Coroutines have clear advantages for handling high concurrency and I/O‑intensive tasks, making asynchronous code simpler and more efficient. For CPU‑bound workloads and traditional multitasking, threads remain a mature and effective choice.

The decision between coroutines and threads depends on the specific scenario and requirements. With Kotlin coroutines gaining popularity in the Java ecosystem, many middleware and frameworks now support them, though traditional multithreaded distributed concurrency frameworks such as Akka or Spring WebFlux can achieve similar results.

Multithreading Knowledge Summary

Basics

Refer to the author's previous blog for detailed fundamentals.

Reactive Programming

Concurrent Time Retrieval Issue

The slowdown of System.currentTimeMillis originates from its underlying gettimeofday() system call, which requires a user‑to‑kernel mode switch and is affected by the Linux timer source (e.g., HPET). A single global clock source leads to contention under high concurrency, so middleware often uses a singleton thread for time acquisition.

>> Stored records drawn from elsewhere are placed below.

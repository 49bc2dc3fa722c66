use std::collections::HashSet;

use crate::api::{OrderPage, Pagination};
use crate::domain::order::{Order, OrderId, OrderPatch};

// ============================================================================
// Order Store - client-held cache of the visible order page
// ============================================================================
//
// Written only from success branches: a confirmed mutation patches one
// record, a current-generation listing replaces the page. The generation
// counter tags every list query at issue time; a listing carrying an older
// generation is a superseded answer and is dropped. Within a current
// listing, a row older than the cached record keeps the cached record.
//
// ============================================================================

#[derive(Debug, Default)]
pub struct OrderStore {
    orders: Vec<Order>,
    pagination: Pagination,
    selected: HashSet<OrderId>,
    generation: u64,
}

impl OrderStore {
    pub fn new() -> Self {
        Self::default()
    }

    /// Seed with a page, as if a first listing had been applied
    pub fn with_page(page: OrderPage) -> Self {
        Self {
            orders: page.orders,
            pagination: page.pagination,
            ..Self::default()
        }
    }

    // ========================================================================
    // Query generations
    // ========================================================================

    /// Tag a new list query. Every earlier generation becomes stale.
    pub fn begin_query(&mut self) -> u64 {
        self.generation += 1;
        self.generation
    }

    pub fn current_generation(&self) -> u64 {
        self.generation
    }

    pub fn is_current(&self, generation: u64) -> bool {
        generation == self.generation
    }

    /// Replace the page if `generation` is still current. Selection is
    /// pruned to the orders that remain visible.
    pub fn apply_listing(&mut self, generation: u64, page: OrderPage) -> bool {
        if !self.is_current(generation) {
            tracing::debug!(
                generation = generation,
                current = self.generation,
                "Discarding superseded listing"
            );
            return false;
        }

        // A row older than the cached record predates a confirmed mutation
        let mut kept = 0usize;
        let mut previous: Vec<Order> = std::mem::take(&mut self.orders);
        self.orders = page
            .orders
            .into_iter()
            .map(|row| match previous.iter().position(|o| o.id == row.id) {
                Some(i) if previous[i].supersedes(&row) => {
                    kept += 1;
                    previous.swap_remove(i)
                }
                _ => row,
            })
            .collect();
        self.pagination = page.pagination;

        if kept > 0 {
            tracing::debug!(
                generation = generation,
                kept = kept,
                "Kept cached records that supersede their listing rows"
            );
        }

        let visible: HashSet<&OrderId> = self.orders.iter().map(|o| &o.id).collect();
        self.selected.retain(|id| visible.contains(id));

        tracing::debug!(
            generation = generation,
            orders = self.orders.len(),
            total = self.pagination.total,
            "Listing applied"
        );
        true
    }

    // ========================================================================
    // Records
    // ========================================================================

    pub fn get(&self, order_id: &OrderId) -> Option<&Order> {
        self.orders.iter().find(|o| &o.id == order_id)
    }

    pub fn orders(&self) -> &[Order] {
        &self.orders
    }

    pub fn pagination(&self) -> Pagination {
        self.pagination
    }

    /// Patch one record with fields the server confirmed. Returns false
    /// when the order is not on the page or the patch was stale.
    pub fn apply_patch(&mut self, order_id: &OrderId, patch: &OrderPatch) -> bool {
        match self.orders.iter_mut().find(|o| &o.id == order_id) {
            Some(order) => order.apply(patch),
            None => {
                tracing::debug!(order_id = %order_id, "Patch for an order not on the page");
                false
            }
        }
    }

    // ========================================================================
    // Selection
    // ========================================================================

    /// Flip selection of a visible order. Returns the new state.
    pub fn toggle_selection(&mut self, order_id: &OrderId) -> bool {
        if self.get(order_id).is_none() {
            return false;
        }
        if self.selected.remove(order_id) {
            false
        } else {
            self.selected.insert(order_id.clone());
            true
        }
    }

    pub fn is_selected(&self, order_id: &OrderId) -> bool {
        self.selected.contains(order_id)
    }

    /// Select every visible order that can still be invoiced
    pub fn select_all_visible(&mut self) {
        self.selected = self
            .orders
            .iter()
            .filter(|o| o.can_invoice())
            .map(|o| o.id.clone())
            .collect();
    }

    pub fn clear_selection(&mut self) {
        self.selected.clear();
    }

    pub fn deselect(&mut self, order_id: &OrderId) {
        self.selected.remove(order_id);
    }

    /// Selected ids in page order
    pub fn selected_ids(&self) -> Vec<OrderId> {
        self.orders
            .iter()
            .filter(|o| self.selected.contains(&o.id))
            .map(|o| o.id.clone())
            .collect()
    }
}

#[cfg(test)]
mod tests {
    use super::*;
    use crate::domain::order::aggregate::tests::sample_order;
    use crate::domain::order::OrderStatus;
    use chrono::Duration;

    fn page(orders: Vec<Order>) -> OrderPage {
        let total = orders.len() as u64;
        OrderPage {
            orders,
            pagination: Pagination { page: 1, limit: 20, total, total_pages: 1 },
        }
    }

    fn store() -> OrderStore {
        OrderStore::with_page(page(vec![
            sample_order("a", OrderStatus::OrderConfirmed),
            sample_order("b", OrderStatus::Delivered),
            sample_order("c", OrderStatus::OrderPlaced),
        ]))
    }

    #[test]
    fn test_superseded_listing_is_discarded() {
        let mut store = store();
        let first = store.begin_query();
        let second = store.begin_query();

        assert!(!store.apply_listing(first, page(vec![])));
        assert_eq!(store.orders().len(), 3);

        assert!(store.apply_listing(second, page(vec![sample_order("z", OrderStatus::Delivered)])));
        assert_eq!(store.orders().len(), 1);
        assert_eq!(store.pagination().total, 1);
    }

    #[test]
    fn test_listing_older_than_confirmed_mutation_keeps_record() {
        let mut store = store();
        let id = OrderId::new("c");
        let generation = store.begin_query();

        // Snapshot taken by the backend before the mutation below
        let snapshot = page(vec![
            sample_order("a", OrderStatus::OrderConfirmed),
            sample_order("c", OrderStatus::OrderPlaced),
        ]);

        let confirmed_at = store.get(&id).unwrap().last_updated + Duration::minutes(5);
        assert!(store.apply_patch(
            &id,
            &OrderPatch::StatusUpdated {
                status: OrderStatus::OrderConfirmed,
                delivery: None,
                last_updated: confirmed_at,
            },
        ));

        assert!(store.apply_listing(generation, snapshot));
        assert_eq!(store.orders().len(), 2);
        assert_eq!(store.get(&id).unwrap().status, OrderStatus::OrderConfirmed);
        assert_eq!(store.get(&id).unwrap().last_updated, confirmed_at);
        assert!(store.get(&OrderId::new("b")).is_none());
    }

    #[test]
    fn test_listing_does_not_undo_invoice() {
        let mut store = store();
        let id = OrderId::new("b");
        let generation = store.begin_query();

        store.apply_patch(&id, &OrderPatch::Invoiced { invoice_number: "INV-7".to_string() });
        store.apply_listing(generation, page(vec![sample_order("b", OrderStatus::Delivered)]));

        let order = store.get(&id).unwrap();
        assert!(order.is_invoiced);
        assert_eq!(order.invoice_number.as_deref(), Some("INV-7"));
    }

    #[test]
    fn test_newer_listing_row_replaces_record() {
        let mut store = store();
        let generation = store.begin_query();

        let mut row = sample_order("a", OrderStatus::InTransit);
        row.last_updated = row.last_updated + Duration::minutes(2);
        store.apply_listing(generation, page(vec![row]));

        assert_eq!(store.get(&OrderId::new("a")).unwrap().status, OrderStatus::InTransit);
    }

    #[test]
    fn test_listing_prunes_selection() {
        let mut store = store();
        store.toggle_selection(&OrderId::new("a"));
        store.toggle_selection(&OrderId::new("b"));

        let generation = store.begin_query();
        store.apply_listing(generation, page(vec![sample_order("b", OrderStatus::Delivered)]));

        assert_eq!(store.selected_ids(), vec![OrderId::new("b")]);
    }

    #[test]
    fn test_patch_updates_single_record() {
        let mut store = store();
        let id = OrderId::new("a");
        let ts = store.get(&id).unwrap().last_updated + Duration::minutes(1);

        let applied = store.apply_patch(
            &id,
            &OrderPatch::StatusUpdated { status: OrderStatus::InTransit, delivery: None, last_updated: ts },
        );

        assert!(applied);
        assert_eq!(store.get(&id).unwrap().status, OrderStatus::InTransit);
        assert_eq!(store.get(&OrderId::new("b")).unwrap().status, OrderStatus::Delivered);
    }

    #[test]
    fn test_patch_for_unknown_order() {
        let mut store = store();
        let applied = store.apply_patch(
            &OrderId::new("missing"),
            &OrderPatch::Invoiced { invoice_number: "INV-1".to_string() },
        );
        assert!(!applied);
    }

    #[test]
    fn test_selection_toggle_and_order() {
        let mut store = store();
        assert!(store.toggle_selection(&OrderId::new("c")));
        assert!(store.toggle_selection(&OrderId::new("a")));
        assert!(!store.toggle_selection(&OrderId::new("missing")));

        assert_eq!(store.selected_ids(), vec![OrderId::new("a"), OrderId::new("c")]);

        assert!(!store.toggle_selection(&OrderId::new("c")));
        assert!(!store.is_selected(&OrderId::new("c")));
    }

    #[test]
    fn test_select_all_visible_skips_non_invoiceable() {
        let mut store = store();
        store.select_all_visible();
        assert_eq!(store.selected_ids(), vec![OrderId::new("a"), OrderId::new("b")]);

        store.clear_selection();
        assert!(store.selected_ids().is_empty());
    }
}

Reference article: http://pzemtsov.github.io/2017/07/23/the-slow-currenttimemillis.html

public final class TimeUtil {
    private static volatile long currentTimeMillis;
    static {
        currentTimeMillis = System.currentTimeMillis();
        Thread daemon = new Thread(new Runnable() {
            @Override
            public void run() {
                while (true) {
                    currentTimeMillis = System.currentTimeMillis();
                    try {
                        TimeUnit.MILLISECONDS.sleep(1);
                    } catch (Throwable e) {
                    }
                }
            }
        });
        daemon.setDaemon(true);
        daemon.setName("sentinel-time-tick-thread");
        daemon.start();
    }

    public static long currentTimeMillis() {
        return currentTimeMillis;
    }
}

JSON Serialization Performance Issue

List<VendorAllVo> vendorList = vendorInfoMapper.findVendorList();
log.info("日志输出:{}", JSONUtils.toJSONString(vendorList));
if (log.isInfoEnabled()){
    log.info("日志输出:{}", JSONUtils.toJSONString(vendorList));
}

Low‑Performance User Retrieval Example

class User {
    private long id;
    private String name;
    private String email;
}
public User getUserInfoLowPerformance(long userId) {
    String key = USER_INFO_KEY + ":" + userId;
    String jsonUser = (String) redisTemplate.opsForValue().get(key);
    if (jsonUser == null) {
        return null;
    }
    return new Gson().fromJson(jsonUser, User.class);
}
public User getUserInfo(long userId) {
    Map<String, Object> userInfoMap = redisTemplate.opsForHash().entries(key);
    if (userInfoMap.isEmpty()) {
        return null;
    }
    User user = new User();
    user.setId((Long) userInfoMap.get("id"));
    user.setName((String) userInfoMap.get("name"));
    user.setEmail((String) userInfoMap.get("email"));
    // ...
    return user;
}

Performance Optimization Strategies

Loop processing can amplify low‑performance code; consider asynchronous or non‑blocking operations where appropriate.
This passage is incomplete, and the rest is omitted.